[TASK OBJECTIVE]:
Each line from the first down to the one containing "use std::collections::BTreeMap;" should be returned exactly as it appears below.

[DATA IN THIS EXERCISE]:

☆ ☆ ☆ ☆ ☆

//! Parts mappings: the named and ordered decomposition of a node.
//!
//! [`parts_of`] is the single place that knows which sub-structures a node
//! exposes (`args`, `body`, `with_items`, ...). Traversal code only ever
//! navigates through these mappings, never through the AST directly.

use crate::ast::*;
use std::collections::BTreeMap;
use std::fmt;

/// Key into a parts mapping: a position or a name.
#[derive(Debug, Clone, PartialEq, Eq, PartialOrd, Ord, Hash)]
pub enum PartKey {
    Index(usize),
    Name(String),
}

impl From<usize> for PartKey {
    fn from(index: usize) -> Self {
        PartKey::Index(index)
    }
}

impl From<&str> for PartKey {
    fn from(name: &str) -> Self {
        PartKey::Name(name.to_string())
    }
}

impl From<String> for PartKey {
    fn from(name: String) -> Self {
        PartKey::Name(name)
    }
}

impl fmt::Display for PartKey {
    fn fmt(&self, f: &mut fmt::Formatter<'_>) -> fmt::Result {
        match self {
            PartKey::Index(i) => write!(f, "{i}"),
            PartKey::Name(name) => f.write_str(name),
        }
    }
}

/// A sub-structure of a node.
#[derive(Debug, Clone, PartialEq)]
pub enum Part {
    /// A plain tree node.
    Bare(Node),
    /// A positional sequence of parts.
    Ordered(Vec<Part>),
    /// A mapping with metadata describing the node it stands for.
    Named(PartsMap),
}

impl Part {
    /// Look up one step deeper. `Bare` parts have no children.
    pub fn get(&self, key: &PartKey) -> Option<&Part> {
        match (self, key) {
            (Part::Ordered(items), PartKey::Index(i)) => items.get(*i),
            (Part::Named(map), key) => map.entries.get(key),
            _ => None,
        }
    }

    /// Follow a path of keys.
    pub fn get_path<'a>(&'a self, path: &[PartKey]) -> Option<&'a Part> {
        path.iter().try_fold(self, |part, key| part.get(key))
    }

    /// The tree node this part stands for, if any.
    pub fn node(&self) -> Option<&Node> {
        match self {
            Part::Bare(node) => Some(node),
            Part::Named(map) => map.node.as_ref(),
            Part::Ordered(_) => None,
        }
    }

    /// Number of addressable children.
    pub fn len(&self) -> usize {
        match self {
            Part::Bare(_) => 0,
            Part::Ordered(items) => items.len(),
            Part::Named(map) => map.entries.len(),
        }
    }

    pub fn is_empty(&self) -> bool {
        self.len() == 0
    }
}

/// Named parts plus the metadata used when the mapping becomes a child state.
#[derive(Debug, Clone, PartialEq, Default)]
pub struct PartsMap {
    /// The node this mapping describes.
    pub node: Option<Node>,
    /// Names bound when entering this part (parameters, `as` targets).
    pub target_vars: Option<Vec<String>>,
    /// A more specific node to blame in diagnostics.
    pub highlight: Option<Node>,
    pub entries: BTreeMap<PartKey, Part>,
}

impl PartsMap {
    pub fn with_node(node: Node) -> Self {
        Self {
            node: Some(node),
            ..Self::default()
        }
    }

    pub fn get(&self, name: &str) -> Option<&Part> {
        self.entries.get(&PartKey::Name(name.to_string()))
    }

    fn insert(&mut self, key: impl Into<PartKey>, part: Part) {
        self.entries.insert(key.into(), part);
    }

    pub fn target_vars(mut self, names: Vec<String>) -> Self {
        self.target_vars = Some(names);
        self
    }

    pub fn highlight(mut self, node: Node) -> Self {
        self.highlight = Some(node);
        self
    }
}

// ══════════════════════════════════════════════════════════════════════════════
// parts_of
// ══════════════════════════════════════════════════════════════════════════════

/// Decompose a node into its named parts.
///
/// The returned map's `node` is the node itself. Nodes without
/// addressable sub-structure get an empty mapping.
pub fn parts_of(node: &Node) -> PartsMap {
    let mut map = PartsMap::with_node(node.clone());
    match node {
        Node::Module(module) => {
            map.insert("body", block_part(&module.body, None));
        }
        Node::Block(_) | Node::Param(_) => {}
        Node::Stmt(stmt) => stmt_parts(stmt, &mut map),
        Node::Expr(expr) => expr_parts(expr, &mut map),
        Node::WithItem(item) => {
            map.insert("context", Part::Bare(Node::Expr(item.context.clone())));
        }
    }
    map
}

fn stmt_parts(stmt: &Stmt, map: &mut PartsMap) {
    match stmt {
        Stmt::FunctionDef(def) => {
            params_parts(&def.params, map);
            map.insert("body", block_part(&def.body, Some(def.params.names())));
        }
        Stmt::With(with) => {
            let items = with
                .items
                .iter()
                .map(|item| Part::Bare(Node::WithItem(item.clone())))
                .collect();
            map.insert("with_items", Part::Ordered(items));
            let contexts = with
                .items
                .iter()
                .map(|item| {
                    Part::Named(
                        PartsMap::with_node(Node::Expr(item.context.clone()))
                            .target_vars(item.bound_names())
                            .highlight(Node::WithItem(item.clone())),
                    )
                })
                .collect();
            map.insert("context", Part::Ordered(contexts));
            map.insert("body", block_part(&with.body, Some(with.bound_names())));
        }
        Stmt::If(stmt) => {
            map.insert("test", Part::Bare(Node::Expr(stmt.test.clone())));
            map.insert("body", block_part(&stmt.body, None));
            if let Some(orelse) = &stmt.orelse {
                map.insert("orelse", block_part(orelse, None));
            }
        }
        Stmt::Return(ReturnStmt {
            value: Some(value), ..
        }) => {
            map.insert("value", Part::Bare(Node::Expr(value.clone())));
        }
        Stmt::Raise(RaiseStmt { exc: Some(exc), .. }) => {
            map.insert("exc", Part::Bare(Node::Expr(exc.clone())));
        }
        Stmt::Assign(assign) => {
            map.insert("value", Part::Bare(Node::Expr(assign.value.clone())));
        }
        Stmt::Expr(stmt) => {
            map.insert("value", Part::Bare(Node::Expr(stmt.expr.clone())));
        }
        Stmt::Return(_) | Stmt::Raise(_) | Stmt::Pass(_) => {}
    }
}

fn expr_parts(expr: &Expr, map: &mut PartsMap) {
    match &expr.kind {
        ExprKind::Lambda(lambda) => {
            params_parts(&lambda.params, map);
            map.insert(
                "body",
                Part::Named(
                    PartsMap::with_node(Node::Expr((*lambda.body).clone()))
                        .target_vars(lambda.params.names()),
                ),
            );
        }
        ExprKind::Call(call) => {
            map.insert("func", Part::Bare(Node::Expr((*call.func).clone())));
            let mut args = PartsMap::default();
            for (i, arg) in call.args.iter().enumerate() {
                args.insert(i, Part::Bare(Node::Expr(arg.clone())));
            }
            for keyword in &call.keywords {
                args.insert(
                    keyword.name.name.as_str(),
                    Part::Bare(Node::Expr(keyword.value.clone())),
                );
            }
            map.insert("args", Part::Named(args));
        }
        _ => {}
    }
}

fn block_part(block: &Block, target_vars: Option<Vec<String>>) -> Part {
    let mut map = PartsMap::with_node(Node::Block(block.clone()));
    map.target_vars = target_vars;
    Part::Named(map)
}

fn param_part(param: &Param) -> Part {
    let mut map =
        PartsMap::with_node(Node::Param(param.clone())).highlight(Node::Param(param.clone()));
    if let Some(default) = &param.default {
        map.insert("default", Part::Bare(Node::Expr(default.clone())));
    }
    Part::Named(map)
}

fn params_parts(params: &Params, map: &mut PartsMap) {
    let mut args = PartsMap::default();
    for (i, param) in params.positional.iter().enumerate() {
        args.insert(i, param_part(param));
        args.insert(param.name.name.as_str(), param_part(param));
    }
    map.insert("args", Part::Named(args));
    if let Some(vararg) = &params.vararg {
        map.insert("*args", param_part(vararg));
    }
    if let Some(kwarg) = &params.kwarg {
        map.insert("**kwargs", param_part(kwarg));
    }
}

#[cfg(test)]
mod tests {
    use super::*;
    use crate::Span;

    fn sp() -> Span {
        Span::point(1, 1)
    }

    fn param(name: &str, default: Option<i64>) -> Param {
        Param {
            name: Ident::new(name, sp()),
            default: default.map(|d| Expr::new(ExprKind::Int(d), sp())),
            span: sp(),
        }
    }

    fn function_def() -> Node {
        Node::Stmt(Stmt::FunctionDef(FunctionDef {
            name: Ident::new("shout", sp()),
            params: Params {
                positional: vec![param("word", None), param("times", Some(2))],
                vararg: Some(param("rest", None)),
                kwarg: None,
            },
            body: Block {
                stmts: vec![Stmt::Pass(sp())],
                span: sp(),
            },
            span: sp(),
        }))
    }

    #[test]
    fn test_function_def_args_by_position_and_name() {
        let parts = parts_of(&function_def());
        let args = parts.get("args").unwrap();
        let by_pos = args.get(&PartKey::Index(1)).unwrap();
        let by_name = args.get(&"times".into()).unwrap();
        assert_eq!(by_pos, by_name);
        assert!(by_pos.get(&"default".into()).is_some());
        assert!(args
            .get(&PartKey::Index(0))
            .unwrap()
            .get(&"default".into())
            .is_none());
        assert!(parts.get("*args").is_some());
        assert!(parts.get("**kwargs").is_none());
    }

    #[test]
    fn test_function_body_binds_params() {
        let parts = parts_of(&function_def());
        match parts.get("body") {
            Some(Part::Named(body)) => {
                assert_eq!(
                    body.target_vars,
                    Some(vec!["word".to_string(), "times".into(), "rest".into()])
                );
                assert!(matches!(body.node, Some(Node::Block(_))));
            }
            other => panic!("unexpected body part: {other:?}"),
        }
    }

    #[test]
    fn test_get_path_through_nested_parts() {
        let parts = Part::Named(parts_of(&function_def()));
        let path = [
            PartKey::from("args"),
            PartKey::from("times"),
            PartKey::from("default"),
        ];
        let default = parts.get_path(&path).unwrap();
        assert_eq!(default.node().unwrap().to_string(), "2");
        assert!(parts.get_path(&["args".into(), 5usize.into()]).is_none());
    }

    #[test]
    fn test_ordered_parts_have_no_node() {
        let ordered = Part::Ordered(vec![Part::Bare(Node::Param(param("a", None)))]);
        assert!(ordered.node().is_none());
        assert_eq!(ordered.len(), 1);
        assert!(ordered.get(&"a".into()).is_none());
    }
}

☆ ☆ ☆ ☆ ☆

[SOLUTION TO THIS EXERCISE]:
//! Parts mappings: the named and ordered decomposition of a node.
//!
//! [`parts_of`] is the single place that knows which sub-structures a node
//! exposes (`args`, `body`, `with_items`, ...). Traversal code only ever
//! navigates through these mappings, never through the AST directly.

use crate::ast::*;
use std::collections::BTreeMap;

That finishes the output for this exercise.